* PROBLEM TO SOLVE: As you look over the data below, please find each line where the word "clone" appears, then copy it.

Dataset entries:
◆ ◆ ◆ ◆ ◆
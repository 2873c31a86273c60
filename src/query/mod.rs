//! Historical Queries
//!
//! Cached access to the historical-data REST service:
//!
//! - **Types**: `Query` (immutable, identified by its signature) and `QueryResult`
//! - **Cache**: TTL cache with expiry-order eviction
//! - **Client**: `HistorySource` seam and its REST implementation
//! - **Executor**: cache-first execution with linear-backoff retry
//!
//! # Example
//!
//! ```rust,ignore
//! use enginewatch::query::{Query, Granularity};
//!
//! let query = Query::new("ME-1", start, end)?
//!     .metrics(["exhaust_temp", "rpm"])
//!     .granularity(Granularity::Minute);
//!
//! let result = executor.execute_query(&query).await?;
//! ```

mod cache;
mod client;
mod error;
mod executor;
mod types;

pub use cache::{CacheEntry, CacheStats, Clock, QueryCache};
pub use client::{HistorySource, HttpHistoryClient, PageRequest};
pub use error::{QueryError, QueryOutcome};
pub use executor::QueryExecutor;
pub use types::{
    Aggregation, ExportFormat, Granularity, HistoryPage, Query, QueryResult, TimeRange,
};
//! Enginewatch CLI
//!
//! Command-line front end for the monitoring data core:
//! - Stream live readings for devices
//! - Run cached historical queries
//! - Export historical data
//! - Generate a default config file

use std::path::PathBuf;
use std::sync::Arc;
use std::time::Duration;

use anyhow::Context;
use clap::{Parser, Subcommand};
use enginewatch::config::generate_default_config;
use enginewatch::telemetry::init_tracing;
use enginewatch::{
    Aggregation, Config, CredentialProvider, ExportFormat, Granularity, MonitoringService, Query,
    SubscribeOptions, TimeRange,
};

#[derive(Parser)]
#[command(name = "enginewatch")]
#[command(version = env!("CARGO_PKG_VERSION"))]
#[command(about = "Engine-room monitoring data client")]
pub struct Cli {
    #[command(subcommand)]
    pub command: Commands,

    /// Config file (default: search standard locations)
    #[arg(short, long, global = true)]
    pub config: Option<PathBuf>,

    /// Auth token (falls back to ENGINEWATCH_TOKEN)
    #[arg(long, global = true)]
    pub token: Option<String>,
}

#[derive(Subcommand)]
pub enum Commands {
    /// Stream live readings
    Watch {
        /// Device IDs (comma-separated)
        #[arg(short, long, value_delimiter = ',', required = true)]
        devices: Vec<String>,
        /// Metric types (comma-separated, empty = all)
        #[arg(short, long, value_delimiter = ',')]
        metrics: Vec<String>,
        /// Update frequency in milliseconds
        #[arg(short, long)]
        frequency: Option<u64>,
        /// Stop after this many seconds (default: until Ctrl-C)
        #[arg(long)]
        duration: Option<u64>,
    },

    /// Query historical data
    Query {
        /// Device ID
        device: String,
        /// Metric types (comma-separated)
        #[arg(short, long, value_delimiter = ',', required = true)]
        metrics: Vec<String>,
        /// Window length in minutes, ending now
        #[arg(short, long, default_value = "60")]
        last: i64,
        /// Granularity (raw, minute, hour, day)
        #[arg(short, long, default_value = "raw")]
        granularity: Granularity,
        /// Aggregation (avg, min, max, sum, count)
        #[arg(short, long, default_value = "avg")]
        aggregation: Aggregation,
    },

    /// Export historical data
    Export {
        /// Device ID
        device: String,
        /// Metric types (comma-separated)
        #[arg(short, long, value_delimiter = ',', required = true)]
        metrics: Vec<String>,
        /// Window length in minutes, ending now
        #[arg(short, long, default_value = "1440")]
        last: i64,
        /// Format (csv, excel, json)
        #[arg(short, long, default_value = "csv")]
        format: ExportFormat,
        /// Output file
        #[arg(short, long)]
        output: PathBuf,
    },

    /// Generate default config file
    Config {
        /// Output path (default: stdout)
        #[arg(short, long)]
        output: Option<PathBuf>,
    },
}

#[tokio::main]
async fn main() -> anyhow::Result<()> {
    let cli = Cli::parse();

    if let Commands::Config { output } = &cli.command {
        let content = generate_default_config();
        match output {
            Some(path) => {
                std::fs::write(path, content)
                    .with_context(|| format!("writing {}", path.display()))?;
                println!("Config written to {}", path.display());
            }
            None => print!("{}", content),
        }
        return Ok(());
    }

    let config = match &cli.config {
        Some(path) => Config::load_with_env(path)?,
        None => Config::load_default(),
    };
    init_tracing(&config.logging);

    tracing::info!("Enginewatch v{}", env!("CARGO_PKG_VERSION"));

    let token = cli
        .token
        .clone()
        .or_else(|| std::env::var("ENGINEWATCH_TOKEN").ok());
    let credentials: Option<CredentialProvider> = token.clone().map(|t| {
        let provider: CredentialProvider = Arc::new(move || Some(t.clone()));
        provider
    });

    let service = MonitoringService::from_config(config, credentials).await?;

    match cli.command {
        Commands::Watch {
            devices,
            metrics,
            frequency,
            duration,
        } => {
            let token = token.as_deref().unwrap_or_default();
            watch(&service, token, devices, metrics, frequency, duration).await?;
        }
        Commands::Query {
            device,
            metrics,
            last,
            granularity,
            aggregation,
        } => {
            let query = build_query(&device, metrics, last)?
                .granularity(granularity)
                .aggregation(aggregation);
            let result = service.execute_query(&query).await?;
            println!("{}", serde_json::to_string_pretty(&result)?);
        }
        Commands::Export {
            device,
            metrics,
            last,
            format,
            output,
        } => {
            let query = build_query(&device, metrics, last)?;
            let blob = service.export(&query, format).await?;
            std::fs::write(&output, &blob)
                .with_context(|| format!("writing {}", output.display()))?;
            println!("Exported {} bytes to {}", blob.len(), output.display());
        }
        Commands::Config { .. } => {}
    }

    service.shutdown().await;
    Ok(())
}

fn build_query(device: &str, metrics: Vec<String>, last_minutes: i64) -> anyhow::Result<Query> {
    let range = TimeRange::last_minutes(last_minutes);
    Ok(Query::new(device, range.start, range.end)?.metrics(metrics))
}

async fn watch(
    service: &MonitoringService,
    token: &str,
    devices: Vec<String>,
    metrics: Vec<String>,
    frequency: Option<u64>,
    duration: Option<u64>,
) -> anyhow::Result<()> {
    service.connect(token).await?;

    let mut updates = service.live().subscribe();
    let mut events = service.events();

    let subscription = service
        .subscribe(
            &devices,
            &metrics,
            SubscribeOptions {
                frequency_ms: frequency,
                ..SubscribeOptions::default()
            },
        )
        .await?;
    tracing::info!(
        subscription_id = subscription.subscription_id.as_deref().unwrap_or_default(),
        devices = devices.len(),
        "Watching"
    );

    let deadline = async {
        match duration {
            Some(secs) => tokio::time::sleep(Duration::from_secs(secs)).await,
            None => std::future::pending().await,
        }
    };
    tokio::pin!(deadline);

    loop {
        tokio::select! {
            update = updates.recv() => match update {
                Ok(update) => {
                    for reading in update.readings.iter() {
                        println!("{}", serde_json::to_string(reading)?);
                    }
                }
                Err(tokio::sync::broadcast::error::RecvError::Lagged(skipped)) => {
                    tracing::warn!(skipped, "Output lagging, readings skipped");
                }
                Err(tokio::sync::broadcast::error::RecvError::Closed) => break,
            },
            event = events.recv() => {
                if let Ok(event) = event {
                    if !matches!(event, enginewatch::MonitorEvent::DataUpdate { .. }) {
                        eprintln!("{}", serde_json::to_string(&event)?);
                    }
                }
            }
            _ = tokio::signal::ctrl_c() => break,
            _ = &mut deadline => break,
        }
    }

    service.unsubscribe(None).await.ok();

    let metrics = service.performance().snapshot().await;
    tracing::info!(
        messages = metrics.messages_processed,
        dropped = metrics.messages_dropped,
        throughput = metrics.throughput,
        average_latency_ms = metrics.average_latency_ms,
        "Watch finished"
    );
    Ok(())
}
◆ ◆ ◆ ◆ ◆
* ANSWER FOR THE TASK:
        .clone()
    let credentials: Option<CredentialProvider> = token.clone().map(|t| {
        let provider: CredentialProvider = Arc::new(move || Some(t.clone()));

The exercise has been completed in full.